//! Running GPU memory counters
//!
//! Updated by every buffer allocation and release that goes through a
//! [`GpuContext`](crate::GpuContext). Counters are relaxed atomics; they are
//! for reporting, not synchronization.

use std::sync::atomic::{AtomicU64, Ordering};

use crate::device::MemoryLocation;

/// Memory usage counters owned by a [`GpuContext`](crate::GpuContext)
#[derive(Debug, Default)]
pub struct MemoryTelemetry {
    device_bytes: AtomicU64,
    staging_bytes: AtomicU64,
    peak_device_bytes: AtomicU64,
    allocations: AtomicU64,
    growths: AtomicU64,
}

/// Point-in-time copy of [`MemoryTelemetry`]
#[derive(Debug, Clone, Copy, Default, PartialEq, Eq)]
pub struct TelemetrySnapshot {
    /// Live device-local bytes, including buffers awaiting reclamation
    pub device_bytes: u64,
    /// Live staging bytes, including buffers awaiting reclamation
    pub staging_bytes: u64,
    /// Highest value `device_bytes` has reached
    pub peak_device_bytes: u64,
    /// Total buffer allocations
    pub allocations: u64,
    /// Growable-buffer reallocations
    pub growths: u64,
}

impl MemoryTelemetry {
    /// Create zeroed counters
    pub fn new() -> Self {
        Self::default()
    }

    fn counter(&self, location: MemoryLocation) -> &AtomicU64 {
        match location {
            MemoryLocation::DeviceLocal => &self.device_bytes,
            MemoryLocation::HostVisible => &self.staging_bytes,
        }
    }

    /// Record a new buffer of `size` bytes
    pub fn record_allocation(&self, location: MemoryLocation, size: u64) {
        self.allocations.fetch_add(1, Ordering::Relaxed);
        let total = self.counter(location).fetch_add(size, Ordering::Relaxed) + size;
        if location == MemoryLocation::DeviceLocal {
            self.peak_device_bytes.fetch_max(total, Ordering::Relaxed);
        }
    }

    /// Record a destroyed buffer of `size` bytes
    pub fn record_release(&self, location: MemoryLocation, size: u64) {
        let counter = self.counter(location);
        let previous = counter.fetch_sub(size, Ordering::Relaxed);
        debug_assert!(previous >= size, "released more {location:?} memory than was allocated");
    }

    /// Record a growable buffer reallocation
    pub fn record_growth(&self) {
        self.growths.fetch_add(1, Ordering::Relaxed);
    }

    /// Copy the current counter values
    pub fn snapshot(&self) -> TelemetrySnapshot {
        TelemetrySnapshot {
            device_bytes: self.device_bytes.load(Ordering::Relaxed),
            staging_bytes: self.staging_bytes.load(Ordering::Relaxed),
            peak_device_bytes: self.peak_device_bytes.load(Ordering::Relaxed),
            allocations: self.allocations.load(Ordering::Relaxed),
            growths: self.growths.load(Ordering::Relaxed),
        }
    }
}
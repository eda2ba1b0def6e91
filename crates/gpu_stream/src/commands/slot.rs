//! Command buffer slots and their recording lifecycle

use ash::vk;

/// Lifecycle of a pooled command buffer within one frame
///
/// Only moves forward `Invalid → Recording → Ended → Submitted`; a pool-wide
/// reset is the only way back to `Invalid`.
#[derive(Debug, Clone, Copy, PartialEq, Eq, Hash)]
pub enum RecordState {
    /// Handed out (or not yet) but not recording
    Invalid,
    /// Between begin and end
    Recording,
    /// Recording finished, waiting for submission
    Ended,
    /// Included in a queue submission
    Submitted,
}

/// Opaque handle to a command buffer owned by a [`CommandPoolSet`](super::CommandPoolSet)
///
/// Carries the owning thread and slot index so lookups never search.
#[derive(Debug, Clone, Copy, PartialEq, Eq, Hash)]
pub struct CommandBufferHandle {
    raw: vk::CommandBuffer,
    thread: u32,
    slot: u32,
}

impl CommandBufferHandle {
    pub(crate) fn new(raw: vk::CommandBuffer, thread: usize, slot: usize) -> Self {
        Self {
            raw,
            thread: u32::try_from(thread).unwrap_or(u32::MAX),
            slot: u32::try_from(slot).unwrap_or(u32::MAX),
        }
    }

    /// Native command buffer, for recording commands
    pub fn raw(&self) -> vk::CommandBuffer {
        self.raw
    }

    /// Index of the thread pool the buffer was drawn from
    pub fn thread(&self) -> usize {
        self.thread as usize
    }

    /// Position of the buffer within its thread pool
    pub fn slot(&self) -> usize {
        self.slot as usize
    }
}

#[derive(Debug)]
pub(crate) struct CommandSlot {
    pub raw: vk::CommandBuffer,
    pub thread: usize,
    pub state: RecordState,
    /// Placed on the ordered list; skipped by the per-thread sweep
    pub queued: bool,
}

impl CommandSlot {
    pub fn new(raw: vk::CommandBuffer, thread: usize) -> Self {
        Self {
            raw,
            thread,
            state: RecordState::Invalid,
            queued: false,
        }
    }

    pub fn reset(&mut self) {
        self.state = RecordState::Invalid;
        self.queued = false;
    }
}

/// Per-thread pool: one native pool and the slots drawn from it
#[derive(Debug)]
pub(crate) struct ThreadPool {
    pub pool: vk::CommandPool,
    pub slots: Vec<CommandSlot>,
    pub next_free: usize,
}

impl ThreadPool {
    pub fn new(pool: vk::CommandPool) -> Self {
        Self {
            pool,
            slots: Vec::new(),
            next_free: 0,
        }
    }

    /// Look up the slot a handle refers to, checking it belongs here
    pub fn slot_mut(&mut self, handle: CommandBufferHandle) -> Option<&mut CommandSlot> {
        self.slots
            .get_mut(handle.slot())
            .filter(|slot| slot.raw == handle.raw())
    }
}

> What the task asks
Set down the whole of the material again, exactly.

> Final answer
//! Running GPU memory counters
//!
//! Updated by every buffer allocation and release that goes through a
//! [`GpuContext`](crate::GpuContext). Counters are relaxed atomics; they are
//! for reporting, not synchronization.

use std::sync::atomic::{AtomicU64, Ordering};

use crate::device::MemoryLocation;

/// Memory usage counters owned by a [`GpuContext`](crate::GpuContext)
#[derive(Debug, Default)]
pub struct MemoryTelemetry {
    device_bytes: AtomicU64,
    staging_bytes: AtomicU64,
    peak_device_bytes: AtomicU64,
    allocations: AtomicU64,
    growths: AtomicU64,
}

/// Point-in-time copy of [`MemoryTelemetry`]
#[derive(Debug, Clone, Copy, Default, PartialEq, Eq)]
pub struct TelemetrySnapshot {
    /// Live device-local bytes, including buffers awaiting reclamation
    pub device_bytes: u64,
    /// Live staging bytes, including buffers awaiting reclamation
    pub staging_bytes: u64,
    /// Highest value `device_bytes` has reached
    pub peak_device_bytes: u64,
    /// Total buffer allocations
    pub allocations: u64,
    /// Growable-buffer reallocations
    pub growths: u64,
}

impl MemoryTelemetry {
    /// Create zeroed counters
    pub fn new() -> Self {
        Self::default()
    }

    fn counter(&self, location: MemoryLocation) -> &AtomicU64 {
        match location {
            MemoryLocation::DeviceLocal => &self.device_bytes,
            MemoryLocation::HostVisible => &self.staging_bytes,
        }
    }

    /// Record a new buffer of `size` bytes
    pub fn record_allocation(&self, location: MemoryLocation, size: u64) {
        self.allocations.fetch_add(1, Ordering::Relaxed);
        let total = self.counter(location).fetch_add(size, Ordering::Relaxed) + size;
        if location == MemoryLocation::DeviceLocal {
            self.peak_device_bytes.fetch_max(total, Ordering::Relaxed);
        }
    }

    /// Record a destroyed buffer of `size` bytes
    pub fn record_release(&self, location: MemoryLocation, size: u64) {
        let counter = self.counter(location);
        let previous = counter.fetch_sub(size, Ordering::Relaxed);
        debug_assert!(previous >= size, "released more {location:?} memory than was allocated");
    }

    /// Record a growable buffer reallocation
    pub fn record_growth(&self) {
        self.growths.fetch_add(1, Ordering::Relaxed);
    }

    /// Copy the current counter values
    pub fn snapshot(&self) -> TelemetrySnapshot {
        TelemetrySnapshot {
            device_bytes: self.device_bytes.load(Ordering::Relaxed),
            staging_bytes: self.staging_bytes.load(Ordering::Relaxed),
            peak_device_bytes: self.peak_device_bytes.load(Ordering::Relaxed),
            allocations: self.allocations.load(Ordering::Relaxed),
            growths: self.growths.load(Ordering::Relaxed),
        }
    }
}
repository eda2ba1b0def6e91
filename crates/gpu_stream/src/commands/slot.rs
//! Command buffer slots and their recording lifecycle

use ash::vk;

/// Lifecycle of a pooled command buffer within one frame
///
/// Only moves forward `Invalid → Recording → Ended → Submitted`; a pool-wide
/// reset is the only way back to `Invalid`.
#[derive(Debug, Clone, Copy, PartialEq, Eq, Hash)]
pub enum RecordState {
    /// Handed out (or not yet) but not recording
    Invalid,
    /// Between begin and end
    Recording,
    /// Recording finished, waiting for submission
    Ended,
    /// Included in a queue submission
    Submitted,
}

/// Opaque handle to a command buffer owned by a [`CommandPoolSet`](super::CommandPoolSet)
///
/// Carries the owning thread and slot index so lookups never search.
#[derive(Debug, Clone, Copy, PartialEq, Eq, Hash)]
pub struct CommandBufferHandle {
    raw: vk::CommandBuffer,
    thread: u32,
    slot: u32,
}

impl CommandBufferHandle {
    pub(crate) fn new(raw: vk::CommandBuffer, thread: usize, slot: usize) -> Self {
        Self {
            raw,
            thread: u32::try_from(thread).unwrap_or(u32::MAX),
            slot: u32::try_from(slot).unwrap_or(u32::MAX),
        }
    }

    /// Native command buffer, for recording commands
    pub fn raw(&self) -> vk::CommandBuffer {
        self.raw
    }

    /// Index of the thread pool the buffer was drawn from
    pub fn thread(&self) -> usize {
        self.thread as usize
    }

    /// Position of the buffer within its thread pool
    pub fn slot(&self) -> usize {
        self.slot as usize
    }
}

#[derive(Debug)]
pub(crate) struct CommandSlot {
    pub raw: vk::CommandBuffer,
    pub thread: usize,
    pub state: RecordState,
    /// Placed on the ordered list; skipped by the per-thread sweep
    pub queued: bool,
}

impl CommandSlot {
    pub fn new(raw: vk::CommandBuffer, thread: usize) -> Self {
        Self {
            raw,
            thread,
            state: RecordState::Invalid,
            queued: false,
        }
    }

    pub fn reset(&mut self) {
        self.state = RecordState::Invalid;
        self.queued = false;
    }
}

/// Per-thread pool: one native pool and the slots drawn from it
#[derive(Debug)]
pub(crate) struct ThreadPool {
    pub pool: vk::CommandPool,
    pub slots: Vec<CommandSlot>,
    pub next_free: usize,
}

impl ThreadPool {
    pub fn new(pool: vk::CommandPool) -> Self {
        Self {
            pool,
            slots: Vec::new(),
            next_free: 0,
        }
    }

    /// Look up the slot a handle refers to, checking it belongs here
    pub fn slot_mut(&mut self, handle: CommandBufferHandle) -> Option<&mut CommandSlot> {
        self.slots
            .get_mut(handle.slot())
            .filter(|slot| slot.raw == handle.raw())
    }
}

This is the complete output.